**Task objective**.
The listing that follows is to be output in full and without change.

(Beginning of Provided records)

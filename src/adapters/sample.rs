//! Built-in sample batch
//!
//! Serves the three demonstration orders that the upstream orders service
//! used to return from its mocked endpoint. Handy for trying the pipeline
//! without an orders API.

use crate::adapters::http::decode_orders;
use crate::adapters::traits::{FetchedBatch, OrderRepository};
use crate::domain::Order;
use async_trait::async_trait;
use serde_json::json;

/// In-memory repository returning a fixed batch
#[derive(Debug, Clone)]
pub struct SampleOrderRepository {
    orders: Vec<Order>,
}

impl SampleOrderRepository {
    /// Repository serving the built-in demonstration batch
    pub fn new() -> Self {
        Self {
            orders: sample_orders(),
        }
    }
}

impl Default for SampleOrderRepository {
    fn default() -> Self {
        Self::new()
    }
}

#[async_trait]
impl OrderRepository for SampleOrderRepository {
    async fn fetch_orders(&self) -> FetchedBatch {
        tracing::info!(count = self.orders.len(), "Serving sample orders");
        FetchedBatch::from_orders(self.orders.clone())
    }
}

/// The demonstration batch: o11, o99 and o25
pub fn sample_orders() -> Vec<Order> {
    let batch = decode_orders(vec![
        json!({
            "OrderId": "o11",
            "Items": [
                {"Description": "Wheelchair", "Status": "Delivered", "deliveryNotification": 1},
                {"Description": "Test Strips", "Status": "Not delivered", "deliveryNotification": 0}
            ]
        }),
        json!({
            "OrderId": "o99",
            "Items": [
                {"Description": "Oxygen", "Status": "Not Delivered", "deliveryNotification": 1},
                {"Description": "CPAP", "Status": "Not delivered", "deliveryNotification": 0}
            ]
        }),
        json!({
            "OrderId": "o25",
            "Items": [
                {"Description": "Syringe", "Status": "Delivered", "deliveryNotification": 1},
                {"Description": "Test Strips", "Status": "Delivered", "deliveryNotification": 0}
            ]
        }),
    ]);
    batch.orders
}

(End of Provided records)

**Final answer**.
filename src/adapters/sample.rs
//! Built-in sample batch
//!
//! Serves the three demonstration orders that the upstream orders service
//! used to return from its mocked endpoint. Handy for trying the pipeline
//! without an orders API.

use crate::adapters::http::decode_orders;
use crate::adapters::traits::{FetchedBatch, OrderRepository};
use crate::domain::Order;
use async_trait::async_trait;
use serde_json::json;

/// In-memory repository returning a fixed batch
#[derive(Debug, Clone)]
pub struct SampleOrderRepository {
    orders: Vec<Order>,
}

impl SampleOrderRepository {
    /// Repository serving the built-in demonstration batch
    pub fn new() -> Self {
        Self {
            orders: sample_orders(),
        }
    }
}

impl Default for SampleOrderRepository {
    fn default() -> Self {
        Self::new()
    }
}

#[async_trait]
impl OrderRepository for SampleOrderRepository {
    async fn fetch_orders(&self) -> FetchedBatch {
        tracing::info!(count = self.orders.len(), "Serving sample orders");
        FetchedBatch::from_orders(self.orders.clone())
    }
}

/// The demonstration batch: o11, o99 and o25
pub fn sample_orders() -> Vec<Order> {
    let batch = decode_orders(vec![
        json!({
            "OrderId": "o11",
            "Items": [
                {"Description": "Wheelchair", "Status": "Delivered", "deliveryNotification": 1},
                {"Description": "Test Strips", "Status": "Not delivered", "deliveryNotification": 0}
            ]
        }),
        json!({
            "OrderId": "o99",
            "Items": [
                {"Description": "Oxygen", "Status": "Not Delivered", "deliveryNotification": 1},
                {"Description": "CPAP", "Status": "Not delivered", "deliveryNotification": 0}
            ]
        }),
        json!({
            "OrderId": "o25",
            "Items": [
                {"Description": "Syringe", "Status": "Delivered", "deliveryNotification": 1},
                {"Description": "Test Strips", "Status": "Delivered", "deliveryNotification": 0}
            ]
        }),
    ]);
    batch.orders
}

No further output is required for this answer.